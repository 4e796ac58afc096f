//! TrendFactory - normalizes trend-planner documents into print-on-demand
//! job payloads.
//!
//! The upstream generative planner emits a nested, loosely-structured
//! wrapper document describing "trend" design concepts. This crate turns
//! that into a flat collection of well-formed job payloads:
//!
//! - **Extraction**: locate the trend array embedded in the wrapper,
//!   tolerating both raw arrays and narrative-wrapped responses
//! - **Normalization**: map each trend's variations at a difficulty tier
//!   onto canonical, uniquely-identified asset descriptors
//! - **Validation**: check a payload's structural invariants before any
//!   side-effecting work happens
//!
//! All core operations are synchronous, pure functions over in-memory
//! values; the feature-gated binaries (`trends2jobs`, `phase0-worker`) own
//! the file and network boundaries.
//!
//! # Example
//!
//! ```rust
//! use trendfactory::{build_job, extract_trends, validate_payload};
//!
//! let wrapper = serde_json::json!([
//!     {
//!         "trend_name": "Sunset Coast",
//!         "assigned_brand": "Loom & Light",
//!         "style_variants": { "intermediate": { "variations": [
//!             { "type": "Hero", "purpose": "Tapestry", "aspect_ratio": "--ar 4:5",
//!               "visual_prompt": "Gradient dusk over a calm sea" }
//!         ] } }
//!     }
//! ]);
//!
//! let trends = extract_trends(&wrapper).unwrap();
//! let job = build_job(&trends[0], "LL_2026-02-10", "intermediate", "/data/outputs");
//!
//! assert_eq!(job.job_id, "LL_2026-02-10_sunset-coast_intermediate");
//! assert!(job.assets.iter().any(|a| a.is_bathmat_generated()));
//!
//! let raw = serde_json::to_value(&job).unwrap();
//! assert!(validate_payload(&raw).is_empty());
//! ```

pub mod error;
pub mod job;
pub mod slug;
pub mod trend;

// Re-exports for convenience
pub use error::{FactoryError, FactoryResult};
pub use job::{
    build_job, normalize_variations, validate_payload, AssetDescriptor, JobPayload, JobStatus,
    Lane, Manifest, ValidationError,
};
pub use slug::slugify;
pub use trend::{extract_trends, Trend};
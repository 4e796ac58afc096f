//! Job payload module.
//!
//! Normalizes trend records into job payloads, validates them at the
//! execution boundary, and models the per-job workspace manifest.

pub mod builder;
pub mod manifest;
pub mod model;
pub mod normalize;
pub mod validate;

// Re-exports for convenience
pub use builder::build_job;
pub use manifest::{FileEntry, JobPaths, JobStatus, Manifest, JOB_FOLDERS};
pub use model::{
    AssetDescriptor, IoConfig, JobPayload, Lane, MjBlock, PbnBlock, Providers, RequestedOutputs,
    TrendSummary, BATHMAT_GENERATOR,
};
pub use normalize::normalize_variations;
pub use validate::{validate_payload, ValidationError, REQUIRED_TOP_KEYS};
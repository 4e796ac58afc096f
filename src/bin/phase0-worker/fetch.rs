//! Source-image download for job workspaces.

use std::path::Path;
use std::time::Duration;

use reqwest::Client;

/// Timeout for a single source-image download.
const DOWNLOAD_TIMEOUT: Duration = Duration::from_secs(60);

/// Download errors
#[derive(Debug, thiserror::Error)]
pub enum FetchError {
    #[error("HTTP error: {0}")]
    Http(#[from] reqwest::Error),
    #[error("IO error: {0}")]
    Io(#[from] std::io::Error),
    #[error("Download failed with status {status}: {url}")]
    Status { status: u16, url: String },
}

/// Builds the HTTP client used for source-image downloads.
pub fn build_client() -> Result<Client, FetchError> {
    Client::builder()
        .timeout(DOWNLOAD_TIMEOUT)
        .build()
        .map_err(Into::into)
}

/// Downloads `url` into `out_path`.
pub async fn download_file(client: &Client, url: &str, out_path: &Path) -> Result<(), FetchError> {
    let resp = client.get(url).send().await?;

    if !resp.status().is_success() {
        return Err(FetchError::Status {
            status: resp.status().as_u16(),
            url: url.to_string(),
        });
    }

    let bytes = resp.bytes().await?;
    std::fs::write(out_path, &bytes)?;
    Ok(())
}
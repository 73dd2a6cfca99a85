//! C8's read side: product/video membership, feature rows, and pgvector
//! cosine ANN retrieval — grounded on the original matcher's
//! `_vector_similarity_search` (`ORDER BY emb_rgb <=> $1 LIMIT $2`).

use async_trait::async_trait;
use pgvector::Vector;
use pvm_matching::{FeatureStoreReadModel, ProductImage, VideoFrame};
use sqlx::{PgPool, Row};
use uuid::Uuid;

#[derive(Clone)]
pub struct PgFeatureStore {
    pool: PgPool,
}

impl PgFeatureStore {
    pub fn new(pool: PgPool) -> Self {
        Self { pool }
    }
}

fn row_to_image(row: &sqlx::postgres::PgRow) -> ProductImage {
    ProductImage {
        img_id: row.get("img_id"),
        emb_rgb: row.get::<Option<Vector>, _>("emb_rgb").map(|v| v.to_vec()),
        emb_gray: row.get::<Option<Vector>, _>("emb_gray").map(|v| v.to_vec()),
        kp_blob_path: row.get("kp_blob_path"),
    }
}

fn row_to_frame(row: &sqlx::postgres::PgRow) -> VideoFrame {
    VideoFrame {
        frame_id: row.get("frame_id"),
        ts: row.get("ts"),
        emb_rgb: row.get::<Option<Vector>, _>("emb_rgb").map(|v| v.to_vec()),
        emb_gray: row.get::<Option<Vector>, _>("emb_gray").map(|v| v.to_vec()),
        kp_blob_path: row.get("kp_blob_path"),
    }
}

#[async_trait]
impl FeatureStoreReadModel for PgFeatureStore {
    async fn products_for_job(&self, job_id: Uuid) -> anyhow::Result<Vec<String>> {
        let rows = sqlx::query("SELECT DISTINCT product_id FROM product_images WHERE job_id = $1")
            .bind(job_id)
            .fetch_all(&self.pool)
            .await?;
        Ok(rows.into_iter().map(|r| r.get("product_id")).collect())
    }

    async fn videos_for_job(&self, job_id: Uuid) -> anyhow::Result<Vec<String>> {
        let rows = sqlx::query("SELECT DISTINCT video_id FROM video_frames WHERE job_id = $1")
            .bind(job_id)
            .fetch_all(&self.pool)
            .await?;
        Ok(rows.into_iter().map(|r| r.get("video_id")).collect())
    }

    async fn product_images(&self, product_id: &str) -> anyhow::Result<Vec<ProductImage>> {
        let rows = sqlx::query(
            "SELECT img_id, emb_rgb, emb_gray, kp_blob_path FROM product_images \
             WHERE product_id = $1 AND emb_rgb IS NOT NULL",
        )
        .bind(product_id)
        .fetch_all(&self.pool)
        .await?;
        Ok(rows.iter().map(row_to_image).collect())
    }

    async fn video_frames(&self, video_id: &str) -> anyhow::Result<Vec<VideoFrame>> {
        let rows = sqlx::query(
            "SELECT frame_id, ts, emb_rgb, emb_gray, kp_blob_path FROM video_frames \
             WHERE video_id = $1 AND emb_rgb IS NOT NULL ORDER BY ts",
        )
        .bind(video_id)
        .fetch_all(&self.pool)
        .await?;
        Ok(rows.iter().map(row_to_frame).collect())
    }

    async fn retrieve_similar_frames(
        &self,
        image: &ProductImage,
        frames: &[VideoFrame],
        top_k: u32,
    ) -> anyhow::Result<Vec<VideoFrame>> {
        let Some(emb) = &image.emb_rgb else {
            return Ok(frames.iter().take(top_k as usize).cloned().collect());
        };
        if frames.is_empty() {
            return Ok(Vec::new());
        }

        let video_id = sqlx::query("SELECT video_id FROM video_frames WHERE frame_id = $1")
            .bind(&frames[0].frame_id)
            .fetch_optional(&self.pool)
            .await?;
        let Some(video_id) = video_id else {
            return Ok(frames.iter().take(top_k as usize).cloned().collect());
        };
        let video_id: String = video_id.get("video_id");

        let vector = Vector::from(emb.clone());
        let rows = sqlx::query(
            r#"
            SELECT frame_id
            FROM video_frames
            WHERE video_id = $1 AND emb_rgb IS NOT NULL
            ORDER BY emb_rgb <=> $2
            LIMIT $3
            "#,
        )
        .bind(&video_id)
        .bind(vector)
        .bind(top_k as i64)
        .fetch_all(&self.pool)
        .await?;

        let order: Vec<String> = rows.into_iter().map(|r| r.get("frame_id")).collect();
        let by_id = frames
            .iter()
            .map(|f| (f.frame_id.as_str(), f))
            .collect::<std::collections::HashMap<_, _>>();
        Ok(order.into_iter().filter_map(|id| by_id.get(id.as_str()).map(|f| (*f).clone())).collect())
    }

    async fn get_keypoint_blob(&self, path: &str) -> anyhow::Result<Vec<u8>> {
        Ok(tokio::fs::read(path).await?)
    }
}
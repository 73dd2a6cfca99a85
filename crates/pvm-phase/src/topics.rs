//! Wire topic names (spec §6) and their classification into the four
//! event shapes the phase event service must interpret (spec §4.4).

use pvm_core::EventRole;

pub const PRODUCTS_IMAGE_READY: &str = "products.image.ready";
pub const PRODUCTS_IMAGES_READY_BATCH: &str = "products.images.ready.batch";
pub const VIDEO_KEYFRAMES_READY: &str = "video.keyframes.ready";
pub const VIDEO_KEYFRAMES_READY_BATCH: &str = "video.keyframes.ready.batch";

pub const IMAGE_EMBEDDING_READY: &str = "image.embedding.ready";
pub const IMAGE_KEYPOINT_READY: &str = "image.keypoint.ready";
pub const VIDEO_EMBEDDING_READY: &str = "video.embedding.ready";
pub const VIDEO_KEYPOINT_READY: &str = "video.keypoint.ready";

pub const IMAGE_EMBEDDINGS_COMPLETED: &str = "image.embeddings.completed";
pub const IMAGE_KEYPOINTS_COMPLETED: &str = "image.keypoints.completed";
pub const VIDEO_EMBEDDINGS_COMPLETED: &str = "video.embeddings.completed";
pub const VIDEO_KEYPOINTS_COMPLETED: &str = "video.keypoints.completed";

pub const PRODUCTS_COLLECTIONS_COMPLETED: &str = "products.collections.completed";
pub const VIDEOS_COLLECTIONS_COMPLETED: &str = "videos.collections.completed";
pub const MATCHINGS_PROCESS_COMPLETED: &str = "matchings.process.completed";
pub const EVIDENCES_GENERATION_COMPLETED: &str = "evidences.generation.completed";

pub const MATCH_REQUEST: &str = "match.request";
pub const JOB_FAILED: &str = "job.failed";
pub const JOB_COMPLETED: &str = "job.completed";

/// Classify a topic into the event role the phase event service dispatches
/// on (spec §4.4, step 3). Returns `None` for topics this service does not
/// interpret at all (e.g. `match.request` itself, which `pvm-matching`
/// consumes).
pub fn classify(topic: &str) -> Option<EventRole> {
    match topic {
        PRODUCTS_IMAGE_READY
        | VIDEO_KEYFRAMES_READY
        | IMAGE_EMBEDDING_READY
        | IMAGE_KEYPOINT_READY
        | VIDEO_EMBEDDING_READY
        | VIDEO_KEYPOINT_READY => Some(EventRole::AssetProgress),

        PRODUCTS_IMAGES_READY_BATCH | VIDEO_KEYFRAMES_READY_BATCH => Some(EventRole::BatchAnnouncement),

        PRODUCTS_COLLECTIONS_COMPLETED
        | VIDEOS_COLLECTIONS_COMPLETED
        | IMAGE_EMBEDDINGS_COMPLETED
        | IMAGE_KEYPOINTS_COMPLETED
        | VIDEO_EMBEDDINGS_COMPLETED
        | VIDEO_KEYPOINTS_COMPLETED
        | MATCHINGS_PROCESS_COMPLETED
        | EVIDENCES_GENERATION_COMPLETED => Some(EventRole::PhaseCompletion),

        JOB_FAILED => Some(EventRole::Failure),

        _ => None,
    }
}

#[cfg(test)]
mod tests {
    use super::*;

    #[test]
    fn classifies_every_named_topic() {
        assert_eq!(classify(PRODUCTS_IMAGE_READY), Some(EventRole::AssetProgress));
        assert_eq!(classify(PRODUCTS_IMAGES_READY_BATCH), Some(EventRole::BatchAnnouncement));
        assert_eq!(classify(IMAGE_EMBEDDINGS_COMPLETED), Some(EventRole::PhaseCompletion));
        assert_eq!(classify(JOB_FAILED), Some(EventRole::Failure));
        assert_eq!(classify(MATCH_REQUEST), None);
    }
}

**Assigned task**
Out of the data above, return each line where the word "bind" can be found.

**Expected answer**
            .bind(job_id)
            .bind(job_id)
        .bind(product_id)
        .bind(video_id)
            .bind(&frames[0].frame_id)
        .bind(&video_id)
        .bind(vector)
        .bind(top_k as i64)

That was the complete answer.